There is no camera around when I paint.

Here's my new painting Uncharted II, 30 x 40", oil on canvas. I'm letting it dry on my studio floor until it's ready for me to brush on a protective coat of picture varnish. 

It's a painting I made entirely from my imagination. A friend asked where it was done. I told them really nowhere- I wasn't so much after a location as a state of mind. 

When I'm painting there are no cameras or photographs around. That makes my process a little different than the big majority of realist painters today. It's ironic as my grandfather, John Capstaff, was the inventor of the world's first commercially available color film (Kodachrome).

I don't have anything against cameras, but to me the real subject of a painting is the vision an artist has on the inside. That's notoriously hard to photograph. The point of art is to emotionally stir the viewer. If they feel in a different place after they've looked at your work you've done your job. A good piece of art energizes the viewer, it takes them on a little journey. 

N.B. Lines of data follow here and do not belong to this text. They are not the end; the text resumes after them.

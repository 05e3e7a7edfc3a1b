//! Version-tracked database migrations for the libSQL backend.
//!
//! Each migration has a version number and SQL. `run_migrations()` reads the
//! highest applied version from `_migrations` and applies only newer steps,
//! in order.

use libsql::Connection;

use crate::error::DatabaseError;

/// A single migration step.
struct Migration {
    version: i64,
    name: &'static str,
    sql: &'static str,
}

/// All migrations in order. Add new versions to the end.
static MIGRATIONS: &[Migration] = &[
    Migration {
        version: 1,
        name: "initial_schema",
        sql: r#"
            CREATE TABLE IF NOT EXISTS tasks (
                id TEXT PRIMARY KEY,
                title TEXT NOT NULL,
                status TEXT NOT NULL DEFAULT 'PENDING',
                progress REAL NOT NULL DEFAULT 0,
                current_unit TEXT,
                total_units INTEGER NOT NULL DEFAULT 0,
                error_message TEXT,
                settings TEXT NOT NULL DEFAULT '{}',
                plan TEXT,
                created_at TEXT NOT NULL,
                updated_at TEXT NOT NULL
            );
            CREATE INDEX IF NOT EXISTS idx_tasks_status ON tasks(status);
            CREATE INDEX IF NOT EXISTS idx_tasks_created_at ON tasks(created_at);
        "#,
    },
    Migration {
        version: 2,
        name: "questions",
        sql: r#"
            CREATE TABLE IF NOT EXISTS questions (
                id TEXT PRIMARY KEY,
                task_id TEXT NOT NULL REFERENCES tasks(id) ON DELETE CASCADE,
                chapter TEXT NOT NULL,
                position INTEGER NOT NULL,
                prompt TEXT NOT NULL,
                options TEXT NOT NULL,
                answer_index INTEGER NOT NULL,
                explanation TEXT,
                difficulty TEXT NOT NULL,
                created_at TEXT NOT NULL
            );
            CREATE INDEX IF NOT EXISTS idx_questions_task ON questions(task_id);
            CREATE INDEX IF NOT EXISTS idx_questions_task_chapter ON questions(task_id, chapter);
        "#,
    },
];

/// Run all pending migrations against the given connection.
///
/// Creates the `_migrations` table if it doesn't exist.
pub async fn run_migrations(conn: &Connection) -> Result<(), DatabaseError> {
    conn.execute(
        "CREATE TABLE IF NOT EXISTS _migrations (
            version INTEGER PRIMARY KEY,
            name TEXT NOT NULL,
            applied_at TEXT NOT NULL DEFAULT (datetime('now'))
        )",
        (),
    )
    .await
    .map_err(|e| DatabaseError::Migration(format!("Failed to create _migrations table: {e}")))?;

    let current_version = get_current_version(conn).await?;

    for migration in MIGRATIONS {
        if migration.version > current_version {
            tracing::info!(
                version = migration.version,
                name = migration.name,
                "Applying migration"
            );
            conn.execute_batch(migration.sql).await.map_err(|e| {
                DatabaseError::Migration(format!(
                    "Migration V{} ({}) failed: {e}",
                    migration.version, migration.name
                ))
            })?;
            seed_version(conn, migration.version, migration.name).await?;
        }
    }

    let version = get_current_version(conn).await?;
    tracing::info!(version, "Database migrations complete");

    Ok(())
}

/// Get the highest applied migration version, or 0 if none.
async fn get_current_version(conn: &Connection) -> Result<i64, DatabaseError> {
    let mut rows = conn
        .query("SELECT COALESCE(MAX(version), 0) FROM _migrations", ())
        .await
        .map_err(|e| DatabaseError::Migration(format!("Failed to query migration version: {e}")))?;

    let row = rows
        .next()
        .await
        .map_err(|e| DatabaseError::Migration(format!("Failed to read migration version: {e}")))?;

    match row {
        Some(row) => row.get::<i64>(0).map_err(|e| {
            DatabaseError::Migration(format!("Failed to parse migration version: {e}"))
        }),
        None => Ok(0),
    }
}

/// Insert a version record into `_migrations`.
async fn seed_version(conn: &Connection, version: i64, name: &str) -> Result<(), DatabaseError> {
    conn.execute(
        "INSERT OR IGNORE INTO _migrations (version, name) VALUES (?1, ?2)",
        libsql::params![version, name],
    )
    .await
    .map_err(|e| DatabaseError::Migration(format!("Failed to record migration V{version}: {e}")))?;
    Ok(())
}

I work from either direct observation or from my memory. It's a deliciously slow process, far more time consuming than working from a camera. Relying just on your eyes and your imagination as you paint puts some extra slack in the reins. You end up wandering in directions you hadn't meant to go. Of course you go down some paths that turn our to be dead ends. You backtrack and try another way, and then another. 

Looking at one of my completed paintings I find 100% of the time my favorite things are things that I didn't realize I was doing when I was making the painting. That sort of wandering takes up a lot of time, but it's the only way I know to get to a place I've never been before. Hope you'll come along.

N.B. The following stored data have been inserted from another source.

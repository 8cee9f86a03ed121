//! `#[repr(C)]` types for the FFI boundary.
//!
//! # Design
//! Opaque handles wrap core values the C side never looks into (header
//! lists, documents). Everything the C side reads directly is plain data:
//! `*mut c_char` for text, pointer plus length for byte buffers and value
//! lists, explicit discriminants for enums. Buffers are handed out as boxed
//! slices so they can be released from the pointer and length alone.

use std::ffi::CString;
use std::os::raw::c_char;
use std::ptr;

use ddns_core::error::Error;
use ddns_core::http::{Headers, Method, Response};
use ddns_core::json::Document;

/// Opaque ordered header list. Created by `ddns_headers_new`.
pub struct FfiHeaders {
    pub(crate) inner: Headers,
}

/// Opaque parsed or built JSON document. Created by `ddns_json_parse` or
/// `ddns_json_object_new`.
pub struct FfiJsonDocument {
    pub(crate) inner: Document,
}

/// HTTP method as a C enum.
#[repr(C)]
#[derive(Clone, Copy)]
pub enum FfiHttpMethod {
    Get = 0,
    Post = 1,
    Put = 2,
    Delete = 3,
}

impl From<FfiHttpMethod> for Method {
    fn from(m: FfiHttpMethod) -> Self {
        match m {
            FfiHttpMethod::Get => Method::Get,
            FfiHttpMethod::Post => Method::Post,
            FfiHttpMethod::Put => Method::Put,
            FfiHttpMethod::Delete => Method::Delete,
        }
    }
}

/// Error codes returned in `FfiHttpResponse`.
#[repr(C)]
#[derive(Debug, Clone, Copy, PartialEq, Eq)]
pub enum FfiErrorCode {
    Ok = 0,
    MalformedUrl = 1,
    Transport = 2,
    Config = 3,
    NullArg = 4,
    InvalidUtf8 = 5,
    Panic = 6,
}

/// A single response header as a pair of C strings.
#[repr(C)]
pub struct FfiHeader {
    pub name: *mut c_char,
    pub value: *mut c_char,
}

/// Outcome of `ddns_http_request`.
///
/// With `error_code == Ok` the exchange completed: `status` holds the HTTP
/// status (any value, 4xx/5xx included) and `body`/`body_len` the decoded
/// body, which may contain NUL bytes. Otherwise `error_message` describes
/// the failure and the other pointers are null.
#[repr(C)]
pub struct FfiHttpResponse {
    pub error_code: FfiErrorCode,
    pub error_message: *mut c_char,
    pub status: u16,
    pub headers: *mut FfiHeader,
    pub headers_len: usize,
    pub body: *mut u8,
    pub body_len: usize,
}

impl FfiHttpResponse {
    pub(crate) fn from_core(response: Response) -> *mut Self {
        let headers: Vec<FfiHeader> = response
            .headers
            .iter()
            .map(|(name, value)| FfiHeader {
                name: to_c_string(name),
                value: to_c_string(value),
            })
            .collect();
        let (headers, headers_len) = into_raw_slice(headers);
        let (body, body_len) = into_raw_slice(response.body);

        Box::into_raw(Box::new(FfiHttpResponse {
            error_code: FfiErrorCode::Ok,
            error_message: ptr::null_mut(),
            status: response.status,
            headers,
            headers_len,
            body,
            body_len,
        }))
    }

    pub(crate) fn from_error(err: Error) -> *mut Self {
        let code = match err {
            Error::MalformedUrl(_) => FfiErrorCode::MalformedUrl,
            Error::Transport(_) => FfiErrorCode::Transport,
            Error::Config(_) => FfiErrorCode::Config,
        };
        Self::failure(code, &err.to_string())
    }

    pub(crate) fn failure(error_code: FfiErrorCode, message: &str) -> *mut Self {
        Box::into_raw(Box::new(FfiHttpResponse {
            error_code,
            error_message: to_c_string(message),
            status: 0,
            headers: ptr::null_mut(),
            headers_len: 0,
            body: ptr::null_mut(),
            body_len: 0,
        }))
    }
}

/// Strings found by a key search, in document order.
#[repr(C)]
pub struct FfiStringList {
    pub items: *mut *mut c_char,
    pub len: usize,
}

/// Numbers found by a key search, in document order.
#[repr(C)]
pub struct FfiNumberList {
    pub items: *mut f64,
    pub len: usize,
}

/// Booleans (or null-presence flags) found by a key search.
#[repr(C)]
pub struct FfiBoolList {
    pub items: *mut bool,
    pub len: usize,
}

impl FfiStringList {
    pub(crate) fn from_core(values: Vec<String>) -> *mut Self {
        let items: Vec<*mut c_char> = values.iter().map(|s| to_c_string(s)).collect();
        let (items, len) = into_raw_slice(items);
        Box::into_raw(Box::new(FfiStringList { items, len }))
    }
}

impl FfiNumberList {
    pub(crate) fn from_core(values: Vec<f64>) -> *mut Self {
        let (items, len) = into_raw_slice(values);
        Box::into_raw(Box::new(FfiNumberList { items, len }))
    }
}

impl FfiBoolList {
    pub(crate) fn from_core(values: Vec<bool>) -> *mut Self {
        let (items, len) = into_raw_slice(values);
        Box::into_raw(Box::new(FfiBoolList { items, len }))
    }
}

// ---------------------------------------------------------------------------
// Ownership helpers
// ---------------------------------------------------------------------------

/// Heap C string owned by the caller. Interior NUL bytes are dropped.
pub(crate) fn to_c_string(s: &str) -> *mut c_char {
    CString::new(s.replace('\0', ""))
        .unwrap_or_default()
        .into_raw()
}

/// Leak `items` as a boxed slice; null for an empty vector.
pub(crate) fn into_raw_slice<T>(items: Vec<T>) -> (*mut T, usize) {
    if items.is_empty() {
        return (ptr::null_mut(), 0);
    }
    let len = items.len();
    let slice = Box::into_raw(items.into_boxed_slice());
    (slice.cast::<T>(), len)
}

/// Reclaim a slice leaked by `into_raw_slice`.
///
/// # Safety
/// `items` and `len` must come from one `into_raw_slice` call and must not
/// be reclaimed twice.
pub(crate) unsafe fn from_raw_slice<T>(items: *mut T, len: usize) -> Box<[T]> {
    if items.is_null() || len == 0 {
        return Box::new([]);
    }
    unsafe { Box::from_raw(ptr::slice_from_raw_parts_mut(items, len)) }
}

/// Release a C string produced by `to_c_string`. Null is ignored.
///
/// # Safety
/// `s` must come from `to_c_string` and must not be released twice.
pub(crate) unsafe fn free_c_string(s: *mut c_char) {
    if !s.is_null() {
        drop(unsafe { CString::from_raw(s) });
    }
}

  1. Philip, you're so right. While the technical process of painting may seem like a formula to some, to the artist it's more happenstance and redirection, employing a diverse set of technical thought and application. Even the initial concept, which should not be encumbered by what is, tends to evolve during the process. We realists respond to each brushstroke, each shape, each color, just as expressionists do. In the final work we wind up with recognizable subject matter and theme but the instinctive quality that makes the art our own is intangible.